# Do Nooks sync across devices?



## Cardinal (Feb 24, 2010)

Do notes, highlights and bookmarks sync between iPhone, iPad, and eInk Nooks?

I would try this but don't have the Nook app on my iPhone and can't download it because I don't have the current OS.  Since all my apps and everything works, I don't want to update unless I have to.

I'm thinking about getting an iPad to read certain Nook books on it and want to make sure notes, highlights and bookmarks will go to the other device.  I asked at B&N and they said they won't sync, but I'm wondering if they are correct.


----------



## KingAl (Feb 21, 2011)

Yes, they do sync (I checked iPhone, iPad, and a Nook Tablet.)

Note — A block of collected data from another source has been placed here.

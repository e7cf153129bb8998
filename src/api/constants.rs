//! Header names, media types, URL paths and query parameter keys used on the wire.

/// Media type sent with every request.
pub const JSON_CONTENT_TYPE: &str = "application/json";

/// Product prefix of the `User-Agent` header.
pub const USER_AGENT_BASE: &str = "ais/rust";

/// SDK version reported in the `User-Agent` header.
pub const SDK_VERSION: &str = env!("CARGO_PKG_VERSION");

// ============================================================================
// URL paths
// ============================================================================

pub const URL_PATH_BUCKETS: &str = "buckets";
pub const URL_PATH_OBJECTS: &str = "objects";

// ============================================================================
// Query parameters
// ============================================================================

pub const QPARAM_PROVIDER: &str = "provider";
pub const QPARAM_ETL_NAME: &str = "etl_name";

// ============================================================================
// Actions
// ============================================================================

/// Action name for listing objects in a bucket.
pub const ACT_LIST: &str = "list";

// ============================================================================
// Object attribute headers
// ============================================================================

pub const HEADER_OBJ_CKSUM_TYPE: &str = "ais-checksum-type";
pub const HEADER_OBJ_CKSUM_VAL: &str = "ais-checksum-value";
pub const HEADER_OBJ_ATIME: &str = "ais-atime";
pub const HEADER_OBJ_VERSION: &str = "ais-version";

/// Build the `User-Agent` value: `<product>/<sdk-version>`.
pub fn user_agent() -> String {
    format!("{}/{}", USER_AGENT_BASE, SDK_VERSION)
}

Sent from my iPad using Tapatalk


----------



## Cardinal (Feb 24, 2010)

Wonderful, thanks for checking!


----------



## metal134 (Sep 2, 2010)

I actually prefer Nook's sync to Kindle's.  Whispersync can be kind of frustrating sometimes.  It will only sync to the furthest page read, so if I jump ahead to read footnotes, guess what?  That's where it will sync to from now on.  But Nook's sync will always sync to where you left off.  So if I am at one point and then go back, that becomes the new sync point.


----------



## KingAl (Feb 21, 2011)

You can reset your last page read to your current page from your Manage Your Kindle page now. 


Sent from my iPhone using Tapatalk


----------



## metal134 (Sep 2, 2010)

KingAl said:


> You can reset your last page read to your current page from your Manage Your Kindle page now.


Really? I was wondering if there were ever going to do that. It's been so long since I used Wispersync. Still, it would be better if we could do it from the Kindle.


----------